The amount of force acting on two charges depends on how far they are from each other. The closer two charges get, the greater the force (either pushing together, or pulling away) becomes.

Thanks to electrostatic force, electrons will push away other electrons and be attracted to protons. This force is part of the "glue" that holds atoms together, but it's also the tool we need to make electrons (and charges) flow!

Making Charges Flow
We now have all the tools to make charges flow. Electrons in atoms can act as our charge carrier, because every electron carries a negative charge. If we can free an electron from an atom and force it to move, we can create electricity.
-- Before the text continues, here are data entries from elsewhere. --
//! Generic JSON-file-backed key/value store shared by the Snapshot,
//! Idempotency, Checkpoint, and Schema Cache stores.
//!
//! Each store owns one file under the engine's state directory and holds
//! its working set in a `RwLock<HashMap>`. Writes persist the whole map
//! via `spawn_blocking` so a slow disk never stalls the Tokio executor;
//! readers never block on a writer beyond the in-memory lock.

use std::collections::HashMap;
use std::path::{Path, PathBuf};

use serde::de::DeserializeOwned;
use serde::Serialize;
use tokio::sync::RwLock;

pub mod checkpoint;
pub mod delay;
pub mod idempotency;
pub mod runlog;
pub mod schema_cache;
pub mod snapshot;

/// A single-writer-mutex, JSON-file-backed map. `K` must serialize as a
/// JSON object key, so callers key these stores by `String`.
pub struct JsonStore<V> {
    inner: RwLock<HashMap<String, V>>,
    path: PathBuf,
}

impl<V> JsonStore<V>
where
    V: Clone + Serialize + DeserializeOwned + Send + Sync + 'static,
{
    pub fn new(state_dir: &Path, file_name: &str) -> Self {
        let path = state_dir.join(file_name);
        let map = std::fs::read_to_string(&path)
            .ok()
            .and_then(|data| serde_json::from_str::<HashMap<String, V>>(&data).ok())
            .unwrap_or_default();
        if !map.is_empty() {
            tracing::info!(count = map.len(), file = file_name, "loaded store from disk");
        }
        Self {
            inner: RwLock::new(map),
            path,
        }
    }

    pub async fn get(&self, key: &str) -> Option<V> {
        self.inner.read().await.get(key).cloned()
    }

    pub async fn contains(&self, key: &str) -> bool {
        self.inner.read().await.contains_key(key)
    }

    pub async fn len(&self) -> usize {
        self.inner.read().await.len()
    }

    pub async fn set(&self, key: String, value: V) {
        self.inner.write().await.insert(key, value);
        self.persist().await;
    }

    pub async fn remove(&self, key: &str) -> Option<V> {
        let removed = self.inner.write().await.remove(key);
        if removed.is_some() {
            self.persist().await;
        }
        removed
    }

    pub async fn snapshot(&self) -> HashMap<String, V> {
        self.inner.read().await.clone()
    }

    async fn persist(&self) {
        let map = self.inner.read().await.clone();
        let path = self.path.clone();
        let Ok(json) = serde_json::to_string_pretty(&map) else {
            return;
        };
        let _ = tokio::task::spawn_blocking(move || {
            if let Some(parent) = path.parent() {
                let _ = std::fs::create_dir_all(parent);
            }
            if let Err(e) = std::fs::write(&path, json) {
                tracing::warn!(error = %e, path = %path.display(), "failed to persist store");
            }
        })
        .await;
    }
}

#[cfg(test)]
mod tests {
    use super::*;

    #[tokio::test]
    async fn set_and_get_round_trips() {
        let dir = tempfile::tempdir().unwrap();
        let store: JsonStore<u32> = JsonStore::new(dir.path(), "x.json");
        store.set("a".into(), 1).await;
        assert_eq!(store.get("a").await, Some(1));
    }

    #[tokio::test]
    async fn reload_picks_up_persisted_contents() {
        let dir = tempfile::tempdir().unwrap();
        {
            let store: JsonStore<u32> = JsonStore::new(dir.path(), "x.json");
            store.set("a".into(), 7).await;
        }
        let reloaded: JsonStore<u32> = JsonStore::new(dir.path(), "x.json");
        assert_eq!(reloaded.get("a").await, Some(7));
    }

    #[tokio::test]
    async fn remove_drops_key() {
        let dir = tempfile::tempdir().unwrap();
        let store: JsonStore<u32> = JsonStore::new(dir.path(), "x.json");
        store.set("a".into(), 1).await;
        assert_eq!(store.remove("a").await, Some(1));
        assert_eq!(store.get("a").await, None);
    }
}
Consider the atomic model of a copper atom, one of the preferred elemental sources for charge flow. In its balanced state, copper has 29 protons in its nucleus and an equal number of electrons orbiting around it. Electrons orbit at varying distances from the nucleus of the atom. Electrons closer to the nucleus feel a much stronger attraction to the center than those in distant orbits. The outermost electrons of an atom are called the valence electrons, these require the least amount of force to be freed from an atom.

Using enough electrostatic force on the valence electron--either pushing it with another negative charge or attracting it with a positive charge--we can eject the electron from orbit around the atom creating a free electron.

Now consider a copper wire: matter filled with countless copper atoms. As our free electron is floating in a space between atoms, it's pulled and prodded by surrounding charges in that space. In this chaos the free electron eventually finds a new atom to latch on to; in doing so, the negative charge of that electron ejects another valence electron from the atom. Now a new electron is drifting through free space looking to do the same thing. This chain effect can continue on and on to create a flow of electrons called electric current.

Conductivity
Some elemental types of atoms are better than others at releasing their electrons. To get the best possible electron flow we want to use atoms which don't hold very tightly to their valence electrons. An element's conductivity measures how tightly bound an electron is to an atom.

Elements with high conductivity, which have very mobile electrons, are called conductors. These are the types of materials we want to use to make wires and other components which aid in electron flow. Metals like copper, silver, and gold are usually our top choices for good conductors.

Elements with low conductivity are called insulators. Insulators serve a very important purpose: they prevent the flow of electrons. Popular insulators include glass, rubber, plastic, and air.

Static or Current Electricity
Before we get much further, let's discuss the two forms electricity can take: static or current. In working with electronics, current electricity will be much more common, but static electricity is important to understand as well.

Static Electricity
Static electricity exists when there is a build-up of opposite charges on objects separated by an insulator. Static (as in "at rest") electricity exists until the two groups of opposite charges can find a path between each other to balance the system out.